Las eliminatorias esperan a que alguien las agarre, y George Iancu lo hizo ante Dinamo Bucharest. 1‑0 al final, y en el bombo de la siguiente ronda está Astra.
Florin Ştefan estuvo en el centro y, cuando los separaron, había tres o cuatro más metidos. Las ciudades deportivas son sitios pequeños y las temporadas largas los hacen más pequeños.
Florin Ştefan estuvo en el centro y, cuando los separaron, había tres o cuatro más metidos. Las ciudades deportivas son sitios pequeños y las temporadas largas los hacen más pequeños.

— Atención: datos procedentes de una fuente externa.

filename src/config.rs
//! Configuration module for uptree.

use serde::Deserialize;
use std::path::Path;

use crate::{Result, UptreeError};

/// Upload storage configuration.
#[derive(Debug, Clone, Deserialize)]
pub struct FilesConfig {
    /// Base directory of the local object store.
    #[serde(default = "default_storage_path")]
    pub storage_path: String,
    /// Maximum aggregate upload size in megabytes.
    #[serde(default = "default_max_upload_size")]
    pub max_upload_size_mb: u64,
    /// Owner namespace that uploads are stored under.
    #[serde(default = "default_owner")]
    pub owner: String,
}

fn default_storage_path() -> String {
    "data/uploads".to_string()
}

fn default_max_upload_size() -> u64 {
    250
}

fn default_owner() -> String {
    "local".to_string()
}

impl FilesConfig {
    /// Maximum aggregate upload size in bytes.
    pub fn max_upload_size_bytes(&self) -> u64 {
        self.max_upload_size_mb.saturating_mul(1024 * 1024)
    }
}

impl Default for FilesConfig {
    fn default() -> Self {
        Self {
            storage_path: default_storage_path(),
            max_upload_size_mb: default_max_upload_size(),
            owner: default_owner(),
        }
    }
}

/// Navigation configuration.
#[derive(Debug, Clone, Deserialize)]
pub struct NavigationConfig {
    /// Label of the first breadcrumb.
    #[serde(default = "default_root_label")]
    pub root_label: String,
}

fn default_root_label() -> String {
    "Home".to_string()
}

impl Default for NavigationConfig {
    fn default() -> Self {
        Self {
            root_label: default_root_label(),
        }
    }
}

/// Logging configuration.
#[derive(Debug, Clone, Deserialize)]
pub struct LoggingConfig {
    /// Log level (trace, debug, info, warn, error).
    #[serde(default = "default_log_level")]
    pub level: String,
    /// Path to the log file.
    #[serde(default = "default_log_file")]
    pub file: String,
}

fn default_log_level() -> String {
    "info".to_string()
}

fn default_log_file() -> String {
    "logs/uptree.log".to_string()
}

impl Default for LoggingConfig {
    fn default() -> Self {
        Self {
            level: default_log_level(),
            file: default_log_file(),
        }
    }
}

/// Main configuration structure.
#[derive(Debug, Clone, Deserialize, Default)]
pub struct Config {
    /// Upload storage configuration.
    #[serde(default)]
    pub files: FilesConfig,
    /// Navigation configuration.
    #[serde(default)]
    pub navigation: NavigationConfig,
    /// Logging configuration.
    #[serde(default)]
    pub logging: LoggingConfig,
}

impl Config {
    /// Load configuration from a TOML file.
    pub fn load<P: AsRef<Path>>(path: P) -> Result<Self> {
        let content = std::fs::read_to_string(path.as_ref()).map_err(UptreeError::Io)?;
        Self::parse(&content)
    }

    /// Load configuration from a TOML file and apply environment variable overrides.
    pub fn load_with_env<P: AsRef<Path>>(path: P) -> Result<Self> {
        let mut config = Self::load(path)?;
        config.apply_env_overrides();
        Ok(config)
    }

    /// Parse configuration from a TOML string.
    pub fn parse(s: &str) -> Result<Self> {
        toml::from_str(s).map_err(|e| UptreeError::Config(format!("config parse error: {e}")))
    }

    /// Apply environment variable overrides to the configuration.
    ///
    /// Supported environment variables:
    /// - `UPTREE_STORAGE_PATH`: Override the object store directory
    /// - `UPTREE_OWNER`: Override the owner namespace
    pub fn apply_env_overrides(&mut self) {
        if let Ok(path) = std::env::var("UPTREE_STORAGE_PATH") {
            if !path.is_empty() {
                self.files.storage_path = path;
            }
        }
        if let Ok(owner) = std::env::var("UPTREE_OWNER") {
            if !owner.is_empty() {
                self.files.owner = owner;
            }
        }
    }

    /// Validate the configuration.
    ///
    /// Returns an error if:
    /// - The owner namespace is empty or contains a path separator
    /// - The root breadcrumb label is empty
    /// - The upload size cap is zero
    pub fn validate(&self) -> Result<()> {
        if self.files.owner.trim().is_empty() || self.files.owner.contains('/') {
            return Err(UptreeError::Config(
                "files.owner must be a non-empty name without '/'".to_string(),
            ));
        }
        if self.navigation.root_label.is_empty() {
            return Err(UptreeError::Config(
                "navigation.root_label must not be empty".to_string(),
            ));
        }
        if self.files.max_upload_size_mb == 0 {
            return Err(UptreeError::Config(
                "files.max_upload_size_mb must be greater than zero".to_string(),
            ));
        }
        Ok(())
    }
}
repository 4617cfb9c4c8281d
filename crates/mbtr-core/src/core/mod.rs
//! # Core Module
//!
//! Stateless building blocks of the geometry kernel.
//!
//! - **Configuration Representation** ([`models`]) - The immutable atomic configuration snapshot
//!   and the key types used to index pair and triplet results
//! - **Geometry** ([`utils`]) - Pure vector math shared by the enumeration tasks
//!
//! Nothing in this module caches or mutates state; the stateful pieces live in
//! [`crate::engine`].

pub mod models;
pub mod utils;
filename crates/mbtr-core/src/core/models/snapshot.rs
use nalgebra::Point3;
use serde::Deserialize;
use std::collections::HashMap;
use thiserror::Error;

#[derive(Debug, Error, PartialEq, Eq, Clone)]
pub enum SnapshotError {
    #[error("Got {positions} positions but {atomic_numbers} atomic numbers")]
    LengthMismatch {
        positions: usize,
        atomic_numbers: usize,
    },

    #[error("Cell limit {cell_limit} exceeds the number of atoms ({num_atoms})")]
    CellLimitOutOfRange { cell_limit: usize, num_atoms: usize },

    #[error("Atomic number {atomic_number} (atom {atom_index}) has no feature index")]
    UnmappedElement {
        atomic_number: u32,
        atom_index: usize,
    },
}

/// An immutable atomic configuration with periodic copies already expanded.
///
/// Atoms `0..cell_limit` belong to the original simulation cell; atoms from `cell_limit`
/// onwards are periodic copies placed at lattice-translated positions.
///
/// Positions are trusted not to coincide. The kernel does not re-check this; use
/// [`crate::engine::config::ConfigurationBuilder::min_separation`] to validate upstream.
#[derive(Debug, Clone, PartialEq, Deserialize)]
#[serde(try_from = "RawSnapshot")]
pub struct ConfigurationSnapshot {
    positions: Vec<Point3<f64>>,
    atomic_numbers: Vec<u32>,
    element_index: HashMap<u32, usize>,
    cell_limit: usize,
}

impl ConfigurationSnapshot {
    /// Creates a snapshot after checking the parallel-array and cell-limit invariants.
    ///
    /// # Errors
    ///
    /// Returns [`SnapshotError`] if the arrays differ in length, if `cell_limit` exceeds the
    /// number of atoms, or if an atomic number has no entry in `element_index`.
    pub fn new(
        positions: Vec<Point3<f64>>,
        atomic_numbers: Vec<u32>,
        element_index: HashMap<u32, usize>,
        cell_limit: usize,
    ) -> Result<Self, SnapshotError> {
        if positions.len() != atomic_numbers.len() {
            return Err(SnapshotError::LengthMismatch {
                positions: positions.len(),
                atomic_numbers: atomic_numbers.len(),
            });
        }
        if cell_limit > positions.len() {
            return Err(SnapshotError::CellLimitOutOfRange {
                cell_limit,
                num_atoms: positions.len(),
            });
        }
        if let Some((atom_index, &atomic_number)) = atomic_numbers
            .iter()
            .enumerate()
            .find(|(_, z)| !element_index.contains_key(*z))
        {
            return Err(SnapshotError::UnmappedElement {
                atomic_number,
                atom_index,
            });
        }

        Ok(Self {
            positions,
            atomic_numbers,
            element_index,
            cell_limit,
        })
    }

    pub fn len(&self) -> usize {
        self.positions.len()
    }

    pub fn is_empty(&self) -> bool {
        self.positions.is_empty()
    }

    pub fn positions(&self) -> &[Point3<f64>] {
        &self.positions
    }

    pub fn position(&self, index: usize) -> &Point3<f64> {
        &self.positions[index]
    }

    pub fn atomic_numbers(&self) -> &[u32] {
        &self.atomic_numbers
    }

    pub fn atomic_number(&self, index: usize) -> u32 {
        self.atomic_numbers[index]
    }

    pub fn element_index(&self) -> &HashMap<u32, usize> {
        &self.element_index
    }

    /// Position of `atomic_number` in the descriptor feature space, if it is mapped.
    pub fn feature_index(&self, atomic_number: u32) -> Option<usize> {
        self.element_index.get(&atomic_number).copied()
    }

    pub fn cell_limit(&self) -> usize {
        self.cell_limit
    }

    pub fn num_periodic_copies(&self) -> usize {
        self.len() - self.cell_limit
    }

    #[inline]
    pub fn is_cell_atom(&self, index: usize) -> bool {
        index < self.cell_limit
    }

    /// True if at least one of `indices` belongs to the original cell.
    ///
    /// Pairs and triplets made only of periodic copies repeat an interaction that is already
    /// counted through the original cell, so every enumeration filters through this predicate.
    #[inline]
    pub fn anchors_cell(&self, indices: &[usize]) -> bool {
        indices.iter().any(|&index| self.is_cell_atom(index))
    }
}

#[derive(Debug, Deserialize)]
struct RawElementEntry {
    atomic_number: u32,
    feature_index: usize,
}

#[derive(Debug, Deserialize)]
struct RawSnapshot {
    positions: Vec<[f64; 3]>,
    atomic_numbers: Vec<u32>,
    elements: Vec<RawElementEntry>,
    cell_limit: usize,
}

impl TryFrom<RawSnapshot> for ConfigurationSnapshot {
    type Error = SnapshotError;

    fn try_from(raw: RawSnapshot) -> Result<Self, Self::Error> {
        Self::new(
            raw.positions.into_iter().map(Point3::from).collect(),
            raw.atomic_numbers,
            raw.elements
                .into_iter()
                .map(|entry| (entry.atomic_number, entry.feature_index))
                .collect(),
            raw.cell_limit,
        )
    }
}
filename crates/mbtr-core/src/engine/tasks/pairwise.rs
use crate::core::models::keys::ElementPair;
use crate::core::models::snapshot::ConfigurationSnapshot;
use crate::engine::cache::DisplacementTensor;
use nalgebra::DMatrix;
use std::collections::BTreeMap;
use tracing::{info, instrument};

#[cfg(feature = "parallel")]
use rayon::prelude::*;

#[instrument(skip_all, name = "distance_matrix_task")]
pub fn distance_matrix(tensor: &DisplacementTensor) -> DMatrix<f64> {
    let n = tensor.len();
    // Both triangles read the same vector so the matrix is exactly symmetric.
    DMatrix::from_fn(n, n, |i, j| {
        let (a, b) = if i <= j { (i, j) } else { (j, i) };
        tensor[(a, b)].norm()
    })
}

/// Element-wise reciprocal of a distance matrix with the diagonal held at zero.
///
/// # Panics
///
/// Panics if an off-diagonal distance is zero.
#[instrument(skip_all, name = "inverse_distance_matrix_task")]
pub fn inverse_distance_matrix(distances: &DMatrix<f64>) -> DMatrix<f64> {
    DMatrix::from_fn(distances.nrows(), distances.ncols(), |i, j| {
        if i == j {
            0.0
        } else {
            reciprocal_distance(distances[(i, j)])
        }
    })
}

/// # Panics
///
/// Panics if two atoms of an anchored pair share a position.
#[instrument(skip_all, name = "inverse_distance_by_element_pair_task")]
pub fn inverse_distance_by_element_pair(
    snapshot: &ConfigurationSnapshot,
    tensor: &DisplacementTensor,
) -> BTreeMap<ElementPair, Vec<f64>> {
    group_by_element_pair(snapshot, tensor, reciprocal_distance)
}

#[instrument(skip_all, name = "distance_by_element_pair_task")]
pub fn distance_by_element_pair(
    snapshot: &ConfigurationSnapshot,
    tensor: &DisplacementTensor,
) -> BTreeMap<ElementPair, Vec<f64>> {
    group_by_element_pair(snapshot, tensor, |distance| distance)
}

#[inline]
fn reciprocal_distance(distance: f64) -> f64 {
    assert!(
        distance > 0.0,
        "inverse distance is undefined for a zero-length pair; atoms must not share a position"
    );
    1.0 / distance
}

/// Applies `value_fn` to the distance of every unordered atom pair anchored to the original
/// cell and buckets the results by element pair.
///
/// Pairs are visited as `i < j`, so each pair contributes once and every bucket is ordered
/// by `(i, j)`.
fn group_by_element_pair<F>(
    snapshot: &ConfigurationSnapshot,
    tensor: &DisplacementTensor,
    value_fn: F,
) -> BTreeMap<ElementPair, Vec<f64>>
where
    F: Fn(f64) -> f64 + Sync,
{
    let n = snapshot.len();
    let value_fn = &value_fn;
    let pairs_from = |i: usize| {
        (i + 1..n)
            .filter(move |&j| snapshot.anchors_cell(&[i, j]))
            .map(move |j| {
                let key = ElementPair::new(snapshot.atomic_number(i), snapshot.atomic_number(j));
                (key, value_fn(tensor[(i, j)].norm()))
            })
    };

    #[cfg(not(feature = "parallel"))]
    let entries: Vec<(ElementPair, f64)> = (0..n).flat_map(pairs_from).collect();

    #[cfg(feature = "parallel")]
    let entries: Vec<(ElementPair, f64)> =
        (0..n).into_par_iter().flat_map_iter(pairs_from).collect();

    let num_pairs = entries.len();
    let mut grouped: BTreeMap<ElementPair, Vec<f64>> = BTreeMap::new();
    for (key, value) in entries {
        grouped.entry(key).or_default().push(value);
    }

    info!(
        num_pairs,
        num_element_pairs = grouped.len(),
        "Grouped pair values by element pair."
    );
    grouped
}
//! # Core Models Module
//!
//! Data structures describing the configuration a kernel operates on and the keys of its results.
//!
//! ## Key Components
//!
//! - [`snapshot`] - Positions, atomic numbers, element feature indices and the cell boundary
//! - [`keys`] - `TripletKey` for angle results and `ElementPair` for pair aggregations
//!
//! Atoms with an index below the snapshot's cell limit belong to the original simulation cell;
//! the remaining atoms are periodic copies placed at translated positions. Every enumeration
//! in the kernel keeps only pairs and triplets anchored to the original cell.

pub mod keys;
pub mod snapshot;
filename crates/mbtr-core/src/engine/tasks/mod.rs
pub mod pairwise;
pub mod triplet;
//! Text-keyed views of kernel results for binding layers that cannot marshal composite keys.
//!
//! Keys are encoded with [`TripletKey`]'s `Display` form, `"i,j,k"`, and can be decoded
//! again with `str::parse::<TripletKey>()`.

use crate::core::models::keys::TripletKey;
use crate::engine::kernel::GeometryKernel;
use std::collections::BTreeMap;

/// Re-keys a triplet map by the `"i,j,k"` text form of each key.
pub fn string_keyed(values: &BTreeMap<TripletKey, f64>) -> BTreeMap<String, f64> {
    values
        .iter()
        .map(|(key, &value)| (key.to_string(), value))
        .collect()
}

impl GeometryKernel {
    /// [`GeometryKernel::angle_cosines`] keyed by `"i,j,k"` strings.
    pub fn angle_cosines_string_keyed(&self) -> BTreeMap<String, f64> {
        string_keyed(&self.angle_cosines())
    }
}
use crate::core::models::keys::TripletKey;
use crate::core::models::snapshot::ConfigurationSnapshot;
use crate::core::utils::geometry::{angle_cosine, angle_degrees};
use itertools::Itertools;
use nalgebra::Point3;
use std::collections::BTreeMap;
use tracing::{info, instrument, trace};

#[cfg(feature = "parallel")]
use rayon::prelude::*;

/// Cosines of every angle ∠ijk anchored to the original cell, keyed canonically with `i < k`.
///
/// Arm vectors are taken straight from the positions of each triplet rather than from the
/// displacement tensor.
///
/// # Panics
///
/// Panics if two atoms of a triplet share a position.
#[instrument(skip_all, name = "angle_cosines_task")]
pub fn angle_cosines(snapshot: &ConfigurationSnapshot) -> BTreeMap<TripletKey, f64> {
    enumerate_angles(snapshot, angle_cosine)
}

/// Same enumeration as [`angle_cosines`], with the angle in degrees.
#[instrument(skip_all, name = "angles_task")]
pub fn angles(snapshot: &ConfigurationSnapshot) -> BTreeMap<TripletKey, f64> {
    enumerate_angles(snapshot, angle_degrees)
}

fn enumerate_angles<F>(snapshot: &ConfigurationSnapshot, value_fn: F) -> BTreeMap<TripletKey, f64>
where
    F: Fn(&Point3<f64>, &Point3<f64>, &Point3<f64>) -> f64 + Sync,
{
    let n = snapshot.len();
    let value_fn = &value_fn;
    let angles_at = |center: usize| {
        (0..n)
            .filter(move |&outer| outer != center)
            .tuple_combinations::<(usize, usize)>()
            .filter(move |&(i, k)| snapshot.anchors_cell(&[i, center, k]))
            .map(move |(i, k)| {
                let value = value_fn(
                    snapshot.position(i),
                    snapshot.position(center),
                    snapshot.position(k),
                );
                (TripletKey::new(i, center, k), value)
            })
    };

    #[cfg(not(feature = "parallel"))]
    let result: BTreeMap<TripletKey, f64> = (0..n).flat_map(angles_at).collect();

    #[cfg(feature = "parallel")]
    let result: BTreeMap<TripletKey, f64> =
        (0..n).into_par_iter().flat_map_iter(angles_at).collect();

    trace!(
        num_atoms = n,
        cell_limit = snapshot.cell_limit(),
        "Enumerated anchored triplets."
    );
    info!(num_triplets = result.len(), "Angle enumeration complete.");
    result
}
//! # Engine Module
//!
//! The stateful part of the library: a [`kernel::GeometryKernel`] owns one configuration
//! snapshot together with its lazily computed displacement tensor and exposes the pairwise
//! and triplet computations on top of it.
//!
//! ## Architecture
//!
//! - **Configuration** ([`config`]) - Validated construction of snapshots
//! - **Displacement Cache** ([`cache`]) - One-time computed N×N displacement tensor
//! - **Kernel** ([`kernel`]) - The public entry point for all geometric queries
//! - **Tasks** ([`tasks`]) - Pairwise (distances, element-pair grouping) and triplet
//!   (angle) enumerations
//!
//! With the `parallel` feature the enumerations run on the rayon thread pool. Results are
//! collected in a fixed order, so the output does not depend on the feature.

pub mod cache;
pub mod config;
pub mod kernel;
pub mod tasks;
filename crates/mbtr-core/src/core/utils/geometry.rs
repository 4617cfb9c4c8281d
use nalgebra::{Point3, Vector3};

/// Cartesian vector pointing from `from` to `to`.
#[inline]
pub fn displacement(from: &Point3<f64>, to: &Point3<f64>) -> Vector3<f64> {
    to - from
}

/// Cosine of the angle between two arms sharing a vertex.
///
/// The result is clamped to `[-1, 1]` to absorb rounding.
///
/// # Panics
///
/// Panics if either arm has zero length; coincident atoms make the angle undefined.
#[inline]
pub fn arm_cosine(arm_a: &Vector3<f64>, arm_b: &Vector3<f64>) -> f64 {
    let norm_product = arm_a.norm() * arm_b.norm();
    assert!(
        norm_product > 0.0,
        "angle is undefined for a zero-length arm; atoms must not share a position"
    );
    (arm_a.dot(arm_b) / norm_product).clamp(-1.0, 1.0)
}

/// Cosine of the angle ∠(a, center, b) with `center` as the vertex.
#[inline]
pub fn angle_cosine(a: &Point3<f64>, center: &Point3<f64>, b: &Point3<f64>) -> f64 {
    arm_cosine(&(a - center), &(b - center))
}

/// Angle ∠(a, center, b) in degrees.
#[inline]
pub fn angle_degrees(a: &Point3<f64>, center: &Point3<f64>, b: &Point3<f64>) -> f64 {
    angle_cosine(a, center, b).acos().to_degrees()
}
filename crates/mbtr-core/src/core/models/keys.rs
use serde::{Deserialize, Serialize};
use std::fmt;
use std::str::FromStr;
use thiserror::Error;

const TRIPLET_KEY_SEPARATOR: char = ',';

/// Identifies the angle ∠ijk formed by three atoms, with `j` as the central atom.
///
/// Equality, hashing and ordering all compare the full `(i, j, k)` tuple lexicographically,
/// so the key behaves identically in ordered and hashed maps.
#[derive(Debug, Clone, Copy, PartialEq, Eq, PartialOrd, Ord, Hash, Serialize, Deserialize)]
pub struct TripletKey {
    pub i: usize,
    pub j: usize,
    pub k: usize,
}

impl TripletKey {
    pub fn new(i: usize, j: usize, k: usize) -> Self {
        Self { i, j, k }
    }

    /// Builds the canonical key for an angle at `center`: the outer atoms are ordered so that
    /// `i < k`, since the angle does not change when its arms are swapped.
    pub fn canonical(outer_a: usize, center: usize, outer_b: usize) -> Self {
        if outer_a <= outer_b {
            Self::new(outer_a, center, outer_b)
        } else {
            Self::new(outer_b, center, outer_a)
        }
    }

    pub fn center(&self) -> usize {
        self.j
    }

    pub fn is_canonical(&self) -> bool {
        self.i < self.k
    }
}

impl fmt::Display for TripletKey {
    fn fmt(&self, f: &mut fmt::Formatter<'_>) -> fmt::Result {
        write!(
            f,
            "{}{sep}{}{sep}{}",
            self.i,
            self.j,
            self.k,
            sep = TRIPLET_KEY_SEPARATOR
        )
    }
}

#[derive(Debug, Error, PartialEq, Eq, Clone)]
pub enum ParseTripletKeyError {
    #[error("Expected 3 comma-separated indices, found {found} in '{input}'")]
    WrongArity { input: String, found: usize },

    #[error("Invalid atom index '{token}' in '{input}'")]
    InvalidIndex { input: String, token: String },
}

impl FromStr for TripletKey {
    type Err = ParseTripletKeyError;

    fn from_str(s: &str) -> Result<Self, Self::Err> {
        let tokens: Vec<&str> = s.split(TRIPLET_KEY_SEPARATOR).collect();
        if tokens.len() != 3 {
            return Err(ParseTripletKeyError::WrongArity {
                input: s.to_string(),
                found: tokens.len(),
            });
        }

        let mut indices = [0usize; 3];
        for (slot, token) in indices.iter_mut().zip(&tokens) {
            *slot = token
                .trim()
                .parse()
                .map_err(|_| ParseTripletKeyError::InvalidIndex {
                    input: s.to_string(),
                    token: token.to_string(),
                })?;
        }

        Ok(Self::new(indices[0], indices[1], indices[2]))
    }
}

/// An unordered pair of atomic numbers, stored as `(min, max)`.
#[derive(Debug, Clone, Copy, PartialEq, Eq, PartialOrd, Ord, Hash, Serialize, Deserialize)]
pub struct ElementPair {
    low: u32,
    high: u32,
}

impl ElementPair {
    pub fn new(z_a: u32, z_b: u32) -> Self {
        Self {
            low: z_a.min(z_b),
            high: z_a.max(z_b),
        }
    }

    pub fn low(&self) -> u32 {
        self.low
    }

    pub fn high(&self) -> u32 {
        self.high
    }

    pub fn as_tuple(&self) -> (u32, u32) {
        (self.low, self.high)
    }
}

impl From<(u32, u32)> for ElementPair {
    fn from((z_a, z_b): (u32, u32)) -> Self {
        Self::new(z_a, z_b)
    }
}
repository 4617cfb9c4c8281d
pub mod geometry;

«Alineo a jugadores que hacen el trabajo. Todo el trabajo». No se pronunció ningún nombre; todas las cámaras giraron igualmente hacia Vlad Coman, y el técnico lo permitió.
«Pagamos esto cada quince días. Lo mínimo es alguien a quien se le note que le importa.» 5 de los 25 del primer equipo se metieron ahí dentro; el resto no jugaba.
Ya van 5 sin ganar, y el estadio ha desarrollado ese silencio especial de la grada que espera lo peor. Un 1-0 feo lo curaría casi todo; eso es lo desesperante.
Florin Ştefan estuvo en el centro y, cuando los separaron, había tres o cuatro más metidos. Las ciudades deportivas son sitios pequeños y las temporadas largas los hacen más pequeños.
Se fue a celebrarlo como quien llevaba meses cargando con ello, porque lo llevaba. Astra tienen a su fichaje desatascado y una pregunta menos en cada rueda de prensa.